Numerical and experimental studies were performed for validation and to determine optimal parameters for increasing signal intensity and minimizing noise. Subsequently, PCATMIP was used to analyze diffusion-weighted porcine liver MRI scans. In these scans, the variability of ADC values among repeated measurements was reduced by 59% relative to averaging and there was an increase in the signal intensity with higher intensity differences observed at higher b-values. In summary, PCATMIP is a post-processing approach that corrects for bulk motion-induced signal loss and improves ADC measurement reproducibility.

I. BACKGROUND

Diffusion-weighted MRI (DWI) studies generally lose signal intensity to physiological motion, which can adversely affect quantification and diagnosis. Averaging over multiple repetitions, often used to improve image quality, does not eliminate the signal loss. In DWI, physiological movement of anatomical features can be corrected for with non-rigid body registration software packages (1–3). But bulk motion also causes phase shifts and phase dispersion in image voxels which never repeat precisely, leading to fluctuating intensity losses (4–6). The intensity fluctuations are smoothed out when averaging approaches are used; hence, while an increased signal-to-noise ratio is achieved, the local signal intensity is dampened. This gets trickier at higher b-values where the motion sensitivity of the pulse sequence is particularly high, resulting in erroneous diffusivity values and potentially incorrect clinical diagnosis.

Principal component analysis (PCA) is a mathematical approach which helps reduce the dimensionality of the data by expressing it as a linear combination of its basis vectors (7). The first principal component accounts for a large percentage of the variability in the data and each succeeding component accounts for as much of the remaining variability as possible. Typically, one to two principal components are sufficient to characterize an entire dataset (7). While the utility of PCA for MR imaging has been discussed as early as 1987 (8), its primary usefulness over the last decade has been for isolating activation signals in functional MRI (9–12). While most of these methods have been global in implementation over the entire set of images, localized approaches have been presented (12) for voxel-by-voxel analysis.
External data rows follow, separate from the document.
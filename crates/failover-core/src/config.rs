//! Configuration for the cache client and rate limiter.

use std::env;
use std::time::Duration;

/// Configuration for the resilient cache client
#[derive(Debug, Clone)]
pub struct CacheConfig {
    /// Redis connection URL (e.g., "redis://localhost:6379")
    pub redis_url: String,

    /// Prefix for remote keys (namespace isolation); empty for none
    pub key_prefix: String,

    /// Compress remote-bound payloads larger than this (bytes)
    pub compression_threshold: usize,

    /// Interval between health probes
    pub health_check_interval: Duration,

    /// Consecutive probe failures before entering degraded mode
    pub failure_threshold: u32,

    /// Maximum entries held in the in-memory fallback map
    pub fallback_capacity: usize,

    /// Fraction of entries evicted when the fallback map exceeds capacity
    pub fallback_evict_fraction: f64,

    /// Rolling latency sample window size for percentile metrics
    pub latency_window: usize,

    /// Per-request retry budget enforced by the Redis driver
    pub max_retries_per_request: usize,

    /// Cap on the driver's retry backoff delay
    pub max_retry_delay: Duration,

    /// Connection timeout for the Redis driver
    pub connect_timeout: Duration,
}

impl Default for CacheConfig {
    fn default() -> Self {
        Self {
            redis_url: "redis://127.0.0.1:6379".to_string(),
            key_prefix: String::new(),
            compression_threshold: 1024,
            health_check_interval: Duration::from_secs(10),
            failure_threshold: 3,
            fallback_capacity: 5000,
            fallback_evict_fraction: 0.10,
            latency_window: 1000,
            max_retries_per_request: 3,
            max_retry_delay: Duration::from_millis(3000),
            connect_timeout: Duration::from_secs(5),
        }
    }
}

impl CacheConfig {
    /// Build a configuration from environment variables.
    ///
    /// `REDIS_URL` wins; otherwise the URL is assembled from `REDIS_HOST`
    /// and `REDIS_PORT` with localhost defaults.
    #[must_use]
    pub fn from_env() -> Self {
        let redis_url = env::var("REDIS_URL").unwrap_or_else(|_| {
            let host = env::var("REDIS_HOST").unwrap_or_else(|_| "127.0.0.1".to_string());
            let port = env::var("REDIS_PORT").unwrap_or_else(|_| "6379".to_string());
            format!("redis://{host}:{port}")
        });

        Self {
            redis_url,
            ..Default::default()
        }
    }

    /// Start building a configuration
    #[must_use]
    pub fn builder() -> CacheConfigBuilder {
        CacheConfigBuilder::new()
    }
}

/// Builder for `CacheConfig`
#[derive(Debug, Default)]
pub struct CacheConfigBuilder {
    config: CacheConfig,
}

impl CacheConfigBuilder {
    /// Create a new builder
    #[must_use]
    pub fn new() -> Self {
        Self {
            config: CacheConfig::default(),
        }
    }

    /// Set the Redis connection URL
    #[must_use]
    pub fn redis_url(mut self, url: impl Into<String>) -> Self {
        self.config.redis_url = url.into();
        self
    }

    /// Set the remote key prefix
    #[must_use]
    pub fn key_prefix(mut self, prefix: impl Into<String>) -> Self {
        self.config.key_prefix = prefix.into();
        self
    }

    /// Set the compression threshold
    #[must_use]
    pub fn compression_threshold(mut self, threshold: usize) -> Self {
        self.config.compression_threshold = threshold;
        self
    }

    /// Set the health probe interval
    #[must_use]
    pub fn health_check_interval(mut self, interval: Duration) -> Self {
        self.config.health_check_interval = interval;
        self
    }

    /// Set the consecutive-failure threshold
    #[must_use]
    pub fn failure_threshold(mut self, threshold: u32) -> Self {
        self.config.failure_threshold = threshold;
        self
    }

    /// Set the fallback map capacity
    #[must_use]
    pub fn fallback_capacity(mut self, capacity: usize) -> Self {
        self.config.fallback_capacity = capacity;
        self
    }

    /// Set the latency sample window size
    #[must_use]
    pub fn latency_window(mut self, window: usize) -> Self {
        self.config.latency_window = window;
        self
    }

    /// Set the driver's per-request retry budget
    #[must_use]
    pub fn max_retries_per_request(mut self, retries: usize) -> Self {
        self.config.max_retries_per_request = retries;
        self
    }

    /// Build the configuration
    #[must_use]
    pub fn build(self) -> CacheConfig {
        self.config
    }
}

/// Configuration for the sliding-window rate limiter
#[derive(Debug, Clone)]
pub struct LimiterConfig {
    /// Accounting window duration
    pub window: Duration,

    /// Ceiling applied when the caller supplies none
    pub default_limit: u32,
}

impl Default for LimiterConfig {
    fn default() -> Self {
        Self {
            window: Duration::from_millis(1000),
            default_limit: 200,
        }
    }
}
One of the first non-neurological implementation of PCA in MRI was by Wedeen, et al. (13) who used it to quantitatively characterize cardiac mechanical synchrony from a time series of myocardial strain-rates. Lately, PCA has been used in MRI for improving image contrast for segmentation purpose (14), analyzing diffusion tensor data (15) and for dynamic contrast-enhanced MRI studies(16,17).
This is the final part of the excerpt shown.